# DIRECTIONS FOR THIS TASK:
Identify each line in the records below that contains the word "Deserialize", and copy it.

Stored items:
++++
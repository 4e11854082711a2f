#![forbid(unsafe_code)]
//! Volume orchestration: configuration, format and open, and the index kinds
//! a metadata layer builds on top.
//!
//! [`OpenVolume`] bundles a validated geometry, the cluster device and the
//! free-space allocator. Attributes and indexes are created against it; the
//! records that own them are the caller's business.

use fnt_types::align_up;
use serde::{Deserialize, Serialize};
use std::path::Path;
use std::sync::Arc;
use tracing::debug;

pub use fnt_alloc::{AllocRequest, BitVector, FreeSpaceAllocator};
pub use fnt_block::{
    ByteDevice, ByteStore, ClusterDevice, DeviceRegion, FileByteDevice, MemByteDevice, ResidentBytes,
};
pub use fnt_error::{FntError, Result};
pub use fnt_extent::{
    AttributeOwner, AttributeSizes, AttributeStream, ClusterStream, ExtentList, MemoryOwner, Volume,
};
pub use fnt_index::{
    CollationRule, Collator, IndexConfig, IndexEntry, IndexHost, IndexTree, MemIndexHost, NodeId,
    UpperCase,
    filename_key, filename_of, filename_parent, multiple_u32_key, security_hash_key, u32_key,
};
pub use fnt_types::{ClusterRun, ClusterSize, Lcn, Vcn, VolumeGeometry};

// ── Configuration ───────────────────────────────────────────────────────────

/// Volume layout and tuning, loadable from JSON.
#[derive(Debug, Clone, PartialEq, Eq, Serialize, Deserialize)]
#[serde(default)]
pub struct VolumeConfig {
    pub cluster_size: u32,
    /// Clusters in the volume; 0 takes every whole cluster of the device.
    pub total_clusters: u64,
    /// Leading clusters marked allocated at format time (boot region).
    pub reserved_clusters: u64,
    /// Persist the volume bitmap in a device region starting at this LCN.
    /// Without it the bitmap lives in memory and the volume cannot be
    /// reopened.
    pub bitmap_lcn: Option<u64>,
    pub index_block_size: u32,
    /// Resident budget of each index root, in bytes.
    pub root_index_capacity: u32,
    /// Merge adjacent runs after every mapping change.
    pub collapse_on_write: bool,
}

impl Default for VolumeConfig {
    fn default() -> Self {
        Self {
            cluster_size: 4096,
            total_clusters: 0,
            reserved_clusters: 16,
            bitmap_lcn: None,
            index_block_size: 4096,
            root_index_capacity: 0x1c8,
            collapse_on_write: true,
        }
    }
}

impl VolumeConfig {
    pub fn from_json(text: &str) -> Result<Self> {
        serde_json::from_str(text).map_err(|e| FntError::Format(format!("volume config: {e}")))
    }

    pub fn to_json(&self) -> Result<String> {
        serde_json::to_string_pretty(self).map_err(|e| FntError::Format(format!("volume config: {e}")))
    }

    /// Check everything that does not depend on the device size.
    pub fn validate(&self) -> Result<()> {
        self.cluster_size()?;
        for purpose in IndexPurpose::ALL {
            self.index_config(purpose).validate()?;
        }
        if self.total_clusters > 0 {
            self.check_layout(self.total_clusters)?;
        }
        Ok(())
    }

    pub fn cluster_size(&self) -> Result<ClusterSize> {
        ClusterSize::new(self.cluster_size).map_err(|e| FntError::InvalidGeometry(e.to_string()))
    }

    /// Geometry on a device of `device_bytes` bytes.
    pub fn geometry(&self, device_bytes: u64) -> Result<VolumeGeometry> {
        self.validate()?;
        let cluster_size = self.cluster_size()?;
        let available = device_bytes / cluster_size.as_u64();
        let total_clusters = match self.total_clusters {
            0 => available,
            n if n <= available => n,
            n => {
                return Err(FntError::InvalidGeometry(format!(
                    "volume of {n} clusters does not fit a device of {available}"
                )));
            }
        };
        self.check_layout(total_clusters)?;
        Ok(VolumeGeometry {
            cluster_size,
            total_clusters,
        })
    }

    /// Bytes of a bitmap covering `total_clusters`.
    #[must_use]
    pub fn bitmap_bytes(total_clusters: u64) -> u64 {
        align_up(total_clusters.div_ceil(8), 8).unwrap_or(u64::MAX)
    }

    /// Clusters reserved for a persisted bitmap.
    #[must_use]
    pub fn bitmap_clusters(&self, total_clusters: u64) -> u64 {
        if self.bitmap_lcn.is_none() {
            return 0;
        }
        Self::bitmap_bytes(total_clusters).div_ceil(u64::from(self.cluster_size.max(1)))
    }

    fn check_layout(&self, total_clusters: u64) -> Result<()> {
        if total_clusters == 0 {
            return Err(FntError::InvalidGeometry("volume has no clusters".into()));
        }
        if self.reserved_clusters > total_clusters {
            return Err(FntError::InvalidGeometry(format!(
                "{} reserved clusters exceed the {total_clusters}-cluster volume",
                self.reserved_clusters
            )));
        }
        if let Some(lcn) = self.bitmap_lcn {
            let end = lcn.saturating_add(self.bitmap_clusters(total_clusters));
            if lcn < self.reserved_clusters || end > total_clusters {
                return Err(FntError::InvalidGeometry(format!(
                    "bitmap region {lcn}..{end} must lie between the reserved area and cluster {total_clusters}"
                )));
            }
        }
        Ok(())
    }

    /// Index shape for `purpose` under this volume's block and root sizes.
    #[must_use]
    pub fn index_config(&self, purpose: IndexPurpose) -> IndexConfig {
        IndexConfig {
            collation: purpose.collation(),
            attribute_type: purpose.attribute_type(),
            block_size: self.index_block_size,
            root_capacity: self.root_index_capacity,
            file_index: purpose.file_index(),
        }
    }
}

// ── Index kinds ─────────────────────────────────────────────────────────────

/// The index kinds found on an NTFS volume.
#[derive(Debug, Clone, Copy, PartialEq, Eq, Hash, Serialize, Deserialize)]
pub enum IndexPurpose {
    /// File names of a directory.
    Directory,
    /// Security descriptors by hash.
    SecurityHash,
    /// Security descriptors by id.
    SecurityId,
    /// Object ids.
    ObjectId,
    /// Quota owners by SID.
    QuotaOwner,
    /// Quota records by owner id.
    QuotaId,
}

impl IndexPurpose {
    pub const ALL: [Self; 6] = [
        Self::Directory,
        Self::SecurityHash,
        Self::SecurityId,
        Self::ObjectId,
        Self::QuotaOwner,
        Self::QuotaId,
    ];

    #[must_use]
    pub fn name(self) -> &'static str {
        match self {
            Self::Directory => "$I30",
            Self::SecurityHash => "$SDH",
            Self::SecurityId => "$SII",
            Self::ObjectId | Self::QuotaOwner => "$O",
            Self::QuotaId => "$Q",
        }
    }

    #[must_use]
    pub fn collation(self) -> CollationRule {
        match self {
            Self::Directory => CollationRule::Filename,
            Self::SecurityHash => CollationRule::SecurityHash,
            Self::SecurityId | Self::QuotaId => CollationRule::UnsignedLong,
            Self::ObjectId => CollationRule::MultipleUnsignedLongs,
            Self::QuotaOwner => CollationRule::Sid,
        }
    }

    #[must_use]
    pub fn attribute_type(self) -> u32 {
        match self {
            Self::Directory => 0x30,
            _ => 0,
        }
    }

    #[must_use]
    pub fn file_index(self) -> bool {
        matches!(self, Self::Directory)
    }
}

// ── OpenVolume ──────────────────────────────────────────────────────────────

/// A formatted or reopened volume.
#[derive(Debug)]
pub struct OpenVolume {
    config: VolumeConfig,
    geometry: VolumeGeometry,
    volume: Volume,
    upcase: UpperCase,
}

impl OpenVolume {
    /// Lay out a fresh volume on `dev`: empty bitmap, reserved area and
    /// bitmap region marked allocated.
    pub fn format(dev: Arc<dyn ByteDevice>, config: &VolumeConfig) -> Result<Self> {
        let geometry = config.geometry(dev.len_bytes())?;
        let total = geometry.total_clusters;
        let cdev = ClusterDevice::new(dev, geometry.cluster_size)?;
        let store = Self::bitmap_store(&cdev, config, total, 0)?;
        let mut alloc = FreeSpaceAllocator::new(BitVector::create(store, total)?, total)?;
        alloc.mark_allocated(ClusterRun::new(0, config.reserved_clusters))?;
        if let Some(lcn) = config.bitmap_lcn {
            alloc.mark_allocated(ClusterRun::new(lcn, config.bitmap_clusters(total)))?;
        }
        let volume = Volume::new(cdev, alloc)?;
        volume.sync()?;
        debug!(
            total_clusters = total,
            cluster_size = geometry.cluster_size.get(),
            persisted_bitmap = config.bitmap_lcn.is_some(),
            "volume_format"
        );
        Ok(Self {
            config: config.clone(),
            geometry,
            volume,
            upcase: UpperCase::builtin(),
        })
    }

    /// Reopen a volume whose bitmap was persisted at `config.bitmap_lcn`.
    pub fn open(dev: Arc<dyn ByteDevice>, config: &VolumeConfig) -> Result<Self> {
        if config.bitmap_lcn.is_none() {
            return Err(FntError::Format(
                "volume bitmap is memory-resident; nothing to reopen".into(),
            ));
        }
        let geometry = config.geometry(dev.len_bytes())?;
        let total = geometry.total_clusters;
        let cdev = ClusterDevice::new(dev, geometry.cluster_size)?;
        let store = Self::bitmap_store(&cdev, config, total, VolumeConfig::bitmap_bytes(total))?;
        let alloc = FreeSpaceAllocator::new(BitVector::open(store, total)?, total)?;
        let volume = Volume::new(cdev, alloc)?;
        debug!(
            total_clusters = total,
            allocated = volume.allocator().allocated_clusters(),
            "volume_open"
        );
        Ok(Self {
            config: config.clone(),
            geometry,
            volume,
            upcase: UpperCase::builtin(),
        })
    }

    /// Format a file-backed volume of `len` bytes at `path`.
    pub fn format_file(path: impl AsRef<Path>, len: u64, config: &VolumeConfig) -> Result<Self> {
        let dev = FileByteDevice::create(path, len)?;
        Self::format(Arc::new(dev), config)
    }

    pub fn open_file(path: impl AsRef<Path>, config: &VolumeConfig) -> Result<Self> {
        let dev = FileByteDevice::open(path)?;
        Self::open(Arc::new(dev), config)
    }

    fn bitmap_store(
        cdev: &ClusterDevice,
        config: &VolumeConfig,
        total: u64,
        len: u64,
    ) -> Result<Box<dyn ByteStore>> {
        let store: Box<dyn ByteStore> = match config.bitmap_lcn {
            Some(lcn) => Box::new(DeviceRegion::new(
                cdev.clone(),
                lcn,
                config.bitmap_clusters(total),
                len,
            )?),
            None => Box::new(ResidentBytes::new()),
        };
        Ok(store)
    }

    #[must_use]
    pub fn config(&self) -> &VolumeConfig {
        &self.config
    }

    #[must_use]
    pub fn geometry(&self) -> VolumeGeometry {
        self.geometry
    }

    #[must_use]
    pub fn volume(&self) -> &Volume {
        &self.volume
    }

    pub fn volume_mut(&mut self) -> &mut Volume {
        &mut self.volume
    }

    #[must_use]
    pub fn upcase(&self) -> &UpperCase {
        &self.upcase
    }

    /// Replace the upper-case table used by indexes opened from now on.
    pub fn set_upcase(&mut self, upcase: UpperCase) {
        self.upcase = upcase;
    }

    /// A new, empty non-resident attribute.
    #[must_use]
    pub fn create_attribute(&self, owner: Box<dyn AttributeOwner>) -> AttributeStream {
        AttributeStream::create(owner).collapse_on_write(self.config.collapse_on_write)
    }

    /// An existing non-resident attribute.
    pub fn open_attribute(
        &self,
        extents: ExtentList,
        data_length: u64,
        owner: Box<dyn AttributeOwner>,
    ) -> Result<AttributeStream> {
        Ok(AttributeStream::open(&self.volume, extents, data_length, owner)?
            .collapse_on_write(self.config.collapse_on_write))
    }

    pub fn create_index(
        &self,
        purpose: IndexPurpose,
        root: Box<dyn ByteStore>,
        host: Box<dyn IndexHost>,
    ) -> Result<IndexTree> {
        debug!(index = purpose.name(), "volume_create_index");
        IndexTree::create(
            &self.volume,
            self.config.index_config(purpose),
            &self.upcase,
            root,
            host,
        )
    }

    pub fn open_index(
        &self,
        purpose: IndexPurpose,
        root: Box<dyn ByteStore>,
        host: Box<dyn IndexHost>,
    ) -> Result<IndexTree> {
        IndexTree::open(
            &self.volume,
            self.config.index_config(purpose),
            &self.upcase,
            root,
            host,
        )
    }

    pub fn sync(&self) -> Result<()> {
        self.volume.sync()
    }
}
++++
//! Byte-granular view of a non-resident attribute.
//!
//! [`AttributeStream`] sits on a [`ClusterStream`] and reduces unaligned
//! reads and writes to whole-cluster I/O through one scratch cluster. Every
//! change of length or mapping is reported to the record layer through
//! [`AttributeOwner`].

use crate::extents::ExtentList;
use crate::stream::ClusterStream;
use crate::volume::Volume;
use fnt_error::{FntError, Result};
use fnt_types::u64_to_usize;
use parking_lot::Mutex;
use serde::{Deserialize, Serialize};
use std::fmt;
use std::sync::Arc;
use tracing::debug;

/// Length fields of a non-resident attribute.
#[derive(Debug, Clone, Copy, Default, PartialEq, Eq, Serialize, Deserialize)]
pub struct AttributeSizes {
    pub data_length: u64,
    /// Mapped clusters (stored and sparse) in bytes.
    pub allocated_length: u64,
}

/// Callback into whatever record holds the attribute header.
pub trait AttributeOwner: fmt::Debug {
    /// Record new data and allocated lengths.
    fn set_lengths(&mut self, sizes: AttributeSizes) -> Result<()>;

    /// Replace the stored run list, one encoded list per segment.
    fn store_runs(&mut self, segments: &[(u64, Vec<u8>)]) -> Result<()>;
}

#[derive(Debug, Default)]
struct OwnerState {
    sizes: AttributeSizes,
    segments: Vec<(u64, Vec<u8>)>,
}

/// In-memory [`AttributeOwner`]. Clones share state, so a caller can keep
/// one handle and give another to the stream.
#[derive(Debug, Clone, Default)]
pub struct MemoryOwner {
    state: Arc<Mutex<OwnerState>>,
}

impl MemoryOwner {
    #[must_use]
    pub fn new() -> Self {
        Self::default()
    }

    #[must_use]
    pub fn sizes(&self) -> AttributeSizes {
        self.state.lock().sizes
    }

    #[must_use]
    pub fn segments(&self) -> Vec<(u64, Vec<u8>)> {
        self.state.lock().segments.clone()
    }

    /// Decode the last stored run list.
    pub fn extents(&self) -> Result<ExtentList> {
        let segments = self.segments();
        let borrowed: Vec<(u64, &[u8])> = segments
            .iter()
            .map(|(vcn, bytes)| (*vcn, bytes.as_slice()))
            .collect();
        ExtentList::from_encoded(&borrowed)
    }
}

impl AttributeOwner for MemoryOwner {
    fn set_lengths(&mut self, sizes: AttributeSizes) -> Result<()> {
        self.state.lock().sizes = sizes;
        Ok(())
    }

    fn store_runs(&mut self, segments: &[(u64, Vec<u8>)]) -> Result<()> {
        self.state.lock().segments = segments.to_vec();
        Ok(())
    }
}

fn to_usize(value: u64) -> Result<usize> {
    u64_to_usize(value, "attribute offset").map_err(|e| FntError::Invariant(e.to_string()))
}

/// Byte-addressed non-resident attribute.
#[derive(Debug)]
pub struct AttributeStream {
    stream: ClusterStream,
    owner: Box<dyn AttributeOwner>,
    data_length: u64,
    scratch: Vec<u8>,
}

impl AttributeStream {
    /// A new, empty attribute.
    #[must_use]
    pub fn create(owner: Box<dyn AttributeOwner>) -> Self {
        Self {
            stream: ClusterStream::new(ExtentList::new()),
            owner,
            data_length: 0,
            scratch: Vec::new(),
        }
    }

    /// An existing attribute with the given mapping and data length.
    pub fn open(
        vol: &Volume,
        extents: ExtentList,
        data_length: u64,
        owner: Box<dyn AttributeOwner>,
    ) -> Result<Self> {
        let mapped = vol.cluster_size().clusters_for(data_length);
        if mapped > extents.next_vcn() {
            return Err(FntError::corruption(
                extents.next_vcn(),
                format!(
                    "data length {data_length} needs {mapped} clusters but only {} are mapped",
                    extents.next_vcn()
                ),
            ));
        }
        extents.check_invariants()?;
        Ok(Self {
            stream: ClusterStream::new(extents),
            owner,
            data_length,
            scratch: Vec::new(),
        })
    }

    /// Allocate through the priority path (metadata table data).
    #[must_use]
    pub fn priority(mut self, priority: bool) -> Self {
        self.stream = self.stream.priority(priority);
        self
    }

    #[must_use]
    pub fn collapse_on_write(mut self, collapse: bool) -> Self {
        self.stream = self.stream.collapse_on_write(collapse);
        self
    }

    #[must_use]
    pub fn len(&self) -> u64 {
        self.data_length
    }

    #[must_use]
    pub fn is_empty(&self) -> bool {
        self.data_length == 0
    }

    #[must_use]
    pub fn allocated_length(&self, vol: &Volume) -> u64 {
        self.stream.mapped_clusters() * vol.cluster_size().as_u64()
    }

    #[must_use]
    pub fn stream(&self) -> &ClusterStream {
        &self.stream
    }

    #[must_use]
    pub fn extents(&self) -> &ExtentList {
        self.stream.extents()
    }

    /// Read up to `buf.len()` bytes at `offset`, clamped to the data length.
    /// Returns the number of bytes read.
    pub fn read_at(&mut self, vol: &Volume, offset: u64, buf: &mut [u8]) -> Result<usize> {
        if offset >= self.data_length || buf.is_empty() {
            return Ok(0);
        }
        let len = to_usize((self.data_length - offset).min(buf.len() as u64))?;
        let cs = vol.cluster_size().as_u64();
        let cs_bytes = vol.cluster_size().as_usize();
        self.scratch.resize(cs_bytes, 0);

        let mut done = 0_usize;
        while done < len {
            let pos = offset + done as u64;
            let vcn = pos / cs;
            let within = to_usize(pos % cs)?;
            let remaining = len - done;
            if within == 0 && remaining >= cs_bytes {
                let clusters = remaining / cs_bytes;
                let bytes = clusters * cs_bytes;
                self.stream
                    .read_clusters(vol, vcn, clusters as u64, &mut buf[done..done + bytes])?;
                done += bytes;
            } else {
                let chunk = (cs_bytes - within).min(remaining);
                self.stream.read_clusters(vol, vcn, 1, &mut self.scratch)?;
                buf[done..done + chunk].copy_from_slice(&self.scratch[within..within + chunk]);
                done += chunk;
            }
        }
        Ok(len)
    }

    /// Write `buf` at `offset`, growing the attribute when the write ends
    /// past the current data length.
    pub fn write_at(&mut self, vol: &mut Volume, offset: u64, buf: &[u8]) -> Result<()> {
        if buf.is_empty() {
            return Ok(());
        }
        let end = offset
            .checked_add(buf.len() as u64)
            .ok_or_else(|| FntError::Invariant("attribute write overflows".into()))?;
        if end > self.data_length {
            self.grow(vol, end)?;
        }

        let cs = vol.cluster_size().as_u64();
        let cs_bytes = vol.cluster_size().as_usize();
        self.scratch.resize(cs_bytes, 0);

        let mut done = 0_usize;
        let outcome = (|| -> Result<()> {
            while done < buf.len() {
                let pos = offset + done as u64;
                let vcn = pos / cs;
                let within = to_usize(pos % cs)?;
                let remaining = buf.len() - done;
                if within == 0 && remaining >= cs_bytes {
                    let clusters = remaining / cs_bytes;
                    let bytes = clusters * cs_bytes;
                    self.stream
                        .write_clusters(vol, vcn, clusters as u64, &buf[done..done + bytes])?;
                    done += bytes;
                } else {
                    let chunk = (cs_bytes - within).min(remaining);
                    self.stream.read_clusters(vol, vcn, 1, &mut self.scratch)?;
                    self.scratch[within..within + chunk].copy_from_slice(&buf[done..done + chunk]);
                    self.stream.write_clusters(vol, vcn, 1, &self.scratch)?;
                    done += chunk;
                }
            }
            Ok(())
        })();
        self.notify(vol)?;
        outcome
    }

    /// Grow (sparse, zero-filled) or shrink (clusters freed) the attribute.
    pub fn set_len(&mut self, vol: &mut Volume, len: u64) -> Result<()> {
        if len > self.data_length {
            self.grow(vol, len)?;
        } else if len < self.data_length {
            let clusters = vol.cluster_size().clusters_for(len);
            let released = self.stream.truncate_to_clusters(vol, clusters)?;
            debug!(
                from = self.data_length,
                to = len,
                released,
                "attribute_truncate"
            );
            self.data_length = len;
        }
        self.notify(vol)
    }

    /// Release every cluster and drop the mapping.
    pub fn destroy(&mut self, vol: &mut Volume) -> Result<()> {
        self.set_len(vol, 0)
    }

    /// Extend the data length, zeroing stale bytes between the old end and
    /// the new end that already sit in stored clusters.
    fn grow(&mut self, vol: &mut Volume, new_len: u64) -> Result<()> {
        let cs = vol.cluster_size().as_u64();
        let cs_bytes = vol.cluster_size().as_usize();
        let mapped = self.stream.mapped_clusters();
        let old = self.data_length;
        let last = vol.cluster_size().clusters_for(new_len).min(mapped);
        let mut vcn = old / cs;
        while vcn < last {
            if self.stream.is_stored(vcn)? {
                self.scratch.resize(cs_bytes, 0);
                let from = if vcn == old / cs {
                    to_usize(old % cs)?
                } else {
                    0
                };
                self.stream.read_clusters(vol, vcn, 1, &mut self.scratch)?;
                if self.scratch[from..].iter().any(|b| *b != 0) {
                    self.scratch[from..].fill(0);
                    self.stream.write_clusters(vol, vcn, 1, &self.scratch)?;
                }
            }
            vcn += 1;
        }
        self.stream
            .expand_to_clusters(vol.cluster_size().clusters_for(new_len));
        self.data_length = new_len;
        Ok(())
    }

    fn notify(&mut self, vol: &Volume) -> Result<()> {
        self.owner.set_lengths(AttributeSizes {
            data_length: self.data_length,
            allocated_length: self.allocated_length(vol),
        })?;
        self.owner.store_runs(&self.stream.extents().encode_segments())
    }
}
++++
# RESPONSE TO THE TASK:
use serde::{Deserialize, Serialize};
#[derive(Debug, Clone, PartialEq, Eq, Serialize, Deserialize)]
#[derive(Debug, Clone, Copy, PartialEq, Eq, Hash, Serialize, Deserialize)]
use serde::{Deserialize, Serialize};
#[derive(Debug, Clone, Copy, Default, PartialEq, Eq, Serialize, Deserialize)]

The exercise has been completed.